Tu as enfin la mise en place de faite : tu as un crisse de bon plan pour saccager la planète pis une couple de mauvaises raisons de le faire. C’est mon moment préféré de l’écoblanchiment : on sort les pépines et les scies mécaniques, pis on fait semblant d’être surpris·e·s quand les écologistes se fâchent. Le plus drôle c’est de penser à comment les lois environnementales sont mal chiées : on a le droit de couper les arbres avant que les oiseaux reviennent, mais pas de détruire leur nids une fois qu’ils les ont faits. Donc, c’est correct de tuer les oiseaux en les envoyant surpeupler les champs agricoles autour, mais pas de tuer leurs oeufs directement. Rappelle- toi de la tache verte : il faut seulement mettre l’emphase sur le minuscule morceau vert du monstre que vous essayez de passer au public. Répéter, c’est pédagogique, alors dites en boucle que l’auto électrique est nécessaire pour la transition énergétique. Si vous êtes bon·ne·s pour improviser, vous pouvez sûrement faire mieux que moi. Moi, je répétais qu’on respecte toutes les règles environnementales, comme si les lois protégeaient l’environnement. Mais là j’me suis fait avoir parce que le ministre de l’environnement a été ouvrir sa gueule sur le fait qu’iels avaient changé les règles pour notre usine. Malgré tout, j’ai fait faire 2-3 sondages, pis j’ai fait publier le seul qui disait que 53% des gens étaient d’accord avec le projet. C’est comme quand j’étais au secondaire, ça passait sur la fesse.

Mais voilà, c’est comme ça que j’ai pu vendre un écocide total comme un projet éco-gentil. N’hésitez pas à essayer de faire la même chose près de chez vous! Y reste encore presque 2 mois d’hiver à Montréal, ça va être ben plus confortable si on accélère la crise climatique.

 

 

Paolo Cerruti est le co-fondateur de Northvolt, l’entreprise qui veut construire une usine de batteries de voitures électriques dans un terrain boisé de McMasterville, en banlieue de Montréal.

Le projet d’usine a été avalisé et subventionné à coup de 7 milliards $ par les gouvernements, et ce, sans évaluation environnementale du BAPE. Le BAPE ne fait pas qu’évaluer si le projet se construit de manière écologique, mais aussi si le but du projet lui-même est écologique.
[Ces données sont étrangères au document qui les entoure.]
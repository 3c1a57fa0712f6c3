//! Declared attribute types and converted values.

use std::fmt;
use std::str::FromStr;

use bigdecimal::{BigDecimal, ParseBigDecimalError};
use num_bigint::BigInt;
use serde::{Deserialize, Serialize};

/// Declared type of a CSV column.
///
/// Resolved once per column when a run starts. Tags outside the known set
/// are kept as [`AttributeType::Unknown`] and pass values through untouched.
#[derive(Debug, Clone, Default, PartialEq, Eq, Hash, Serialize, Deserialize)]
#[serde(from = "String", into = "String")]
pub enum AttributeType {
    #[default]
    String,
    Number,
    Boolean,
    Json,
    Unknown(String),
}

impl AttributeType {
    /// Parse a type tag. Matching is exact, like the tags users pass on the
    /// command line.
    #[must_use]
    pub fn from_tag(tag: &str) -> Self {
        match tag {
            "string" => Self::String,
            "number" => Self::Number,
            "boolean" => Self::Boolean,
            "json" => Self::Json,
            other => Self::Unknown(other.to_string()),
        }
    }

    #[must_use]
    pub fn tag(&self) -> &str {
        match self {
            Self::String => "string",
            Self::Number => "number",
            Self::Boolean => "boolean",
            Self::Json => "json",
            Self::Unknown(tag) => tag,
        }
    }

    #[must_use]
    pub fn is_known(&self) -> bool {
        !matches!(self, Self::Unknown(_))
    }
}

impl fmt::Display for AttributeType {
    fn fmt(&self, f: &mut fmt::Formatter<'_>) -> fmt::Result {
        f.write_str(self.tag())
    }
}

impl From<String> for AttributeType {
    fn from(tag: String) -> Self {
        Self::from_tag(&tag)
    }
}

impl From<AttributeType> for String {
    fn from(ty: AttributeType) -> Self {
        ty.tag().to_string()
    }
}

/// A number written with a decimal point.
///
/// Holds the parsed value alongside the literal it came from; the literal is
/// what goes over the wire, so `0.00000001` never becomes `1E-8`.
#[derive(Debug, Clone, PartialEq)]
pub struct ExactDecimal {
    value: BigDecimal,
    literal: String,
}

impl ExactDecimal {
    #[must_use]
    pub fn value(&self) -> &BigDecimal {
        &self.value
    }

    #[must_use]
    pub fn as_str(&self) -> &str {
        &self.literal
    }
}

impl FromStr for ExactDecimal {
    type Err = ParseBigDecimalError;

    fn from_str(literal: &str) -> Result<Self, Self::Err> {
        let value = BigDecimal::from_str(literal)?;
        Ok(Self {
            value,
            literal: literal.to_string(),
        })
    }
}

impl fmt::Display for ExactDecimal {
    fn fmt(&self, f: &mut fmt::Formatter<'_>) -> fmt::Result {
        f.write_str(&self.literal)
    }
}

/// A single converted cell.
#[derive(Debug, Clone, PartialEq)]
pub enum TypedValue {
    /// Empty or absent input.
    Null,
    Text(String),
    /// Number written with a decimal point; the source literal is kept.
    Decimal(ExactDecimal),
    Integer(BigInt),
    Boolean(bool),
    /// Parsed JSON document. Numbers inside keep their source digits.
    Json(serde_json::Value),
}

impl TypedValue {
    /// Textual form of a numeric value as it goes over the wire.
    #[must_use]
    pub fn number_text(&self) -> Option<String> {
        match self {
            Self::Decimal(d) => Some(d.as_str().to_string()),
            Self::Integer(i) => Some(i.to_string()),
            _ => None,
        }
    }
}

/// A row after per-column conversion, in input column order.
#[derive(Debug, Clone, Default, PartialEq)]
pub struct TypedItem {
    attributes: Vec<(String, TypedValue)>,
}

impl TypedItem {
    #[must_use]
    pub fn with_capacity(capacity: usize) -> Self {
        Self {
            attributes: Vec::with_capacity(capacity),
        }
    }

    /// Append an attribute. A repeated name replaces the earlier value.
    pub fn insert(&mut self, name: impl Into<String>, value: TypedValue) {
        let name = name.into();
        if let Some(slot) = self.attributes.iter_mut().find(|(n, _)| *n == name) {
            slot.1 = value;
        } else {
            self.attributes.push((name, value));
        }
    }

    #[must_use]
    pub fn get(&self, name: &str) -> Option<&TypedValue> {
        self.attributes
            .iter()
            .find(|(n, _)| n == name)
            .map(|(_, v)| v)
    }

    pub fn iter(&self) -> impl Iterator<Item = (&str, &TypedValue)> {
        self.attributes.iter().map(|(n, v)| (n.as_str(), v))
    }

    #[must_use]
    pub fn len(&self) -> usize {
        self.attributes.len()
    }

    #[must_use]
    pub fn is_empty(&self) -> bool {
        self.attributes.is_empty()
    }
}

#[cfg(test)]
mod tests {
    use super::*;

    #[test]
    fn known_tags_round_trip() {
        for tag in ["string", "number", "boolean", "json"] {
            let ty = AttributeType::from_tag(tag);
            assert!(ty.is_known());
            assert_eq!(ty.tag(), tag);
        }
    }

    #[test]
    fn unknown_tag_is_preserved() {
        let ty = AttributeType::from_tag("date");
        assert_eq!(ty, AttributeType::Unknown("date".into()));
        assert_eq!(ty.to_string(), "date");
        assert!(!ty.is_known());
    }

    #[test]
    fn tags_are_case_sensitive() {
        assert_eq!(
            AttributeType::from_tag("Number"),
            AttributeType::Unknown("Number".into())
        );
    }

    #[test]
    fn attribute_type_deserializes_from_tag() {
        let ty: AttributeType = serde_json::from_str("\"boolean\"").unwrap();
        assert_eq!(ty, AttributeType::Boolean);
    }

    #[test]
    fn exact_decimal_keeps_literal() {
        for literal in ["0.00000001", "-0.0", "1.", "1.50E+2", "19.990"] {
            let decimal: ExactDecimal = literal.parse().unwrap();
            assert_eq!(decimal.as_str(), literal);
            assert_eq!(decimal.to_string(), literal);
        }
        let decimal: ExactDecimal = "1.50E+2".parse().unwrap();
        assert_eq!(decimal.value(), &BigDecimal::from(150));
    }

    #[test]
    fn exact_decimal_rejects_garbage() {
        assert!("1.2.3".parse::<ExactDecimal>().is_err());
    }

    #[test]
    fn typed_item_insert_replaces_same_name() {
        let mut item = TypedItem::default();
        item.insert("id", TypedValue::Text("1".into()));
        item.insert("id", TypedValue::Text("2".into()));
        assert_eq!(item.len(), 1);
        assert_eq!(item.get("id"), Some(&TypedValue::Text("2".into())));
    }
}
Tout laisse croire que la construction va détruire des milieux humides et boisés pleins d’espèces menacées. Mais la question se pose aussi à savoir comment toutes ces batteries seront chargées, vu que la très grande majorité de l’électricité dans le monde est produite à partir de combustibles fossiles. Au soi-disant Québec, 99 % de l’électricité produite est de l’hydroélectricité, produite grâce à l’inondation et à la destruction de territoires autochtones non-cédés.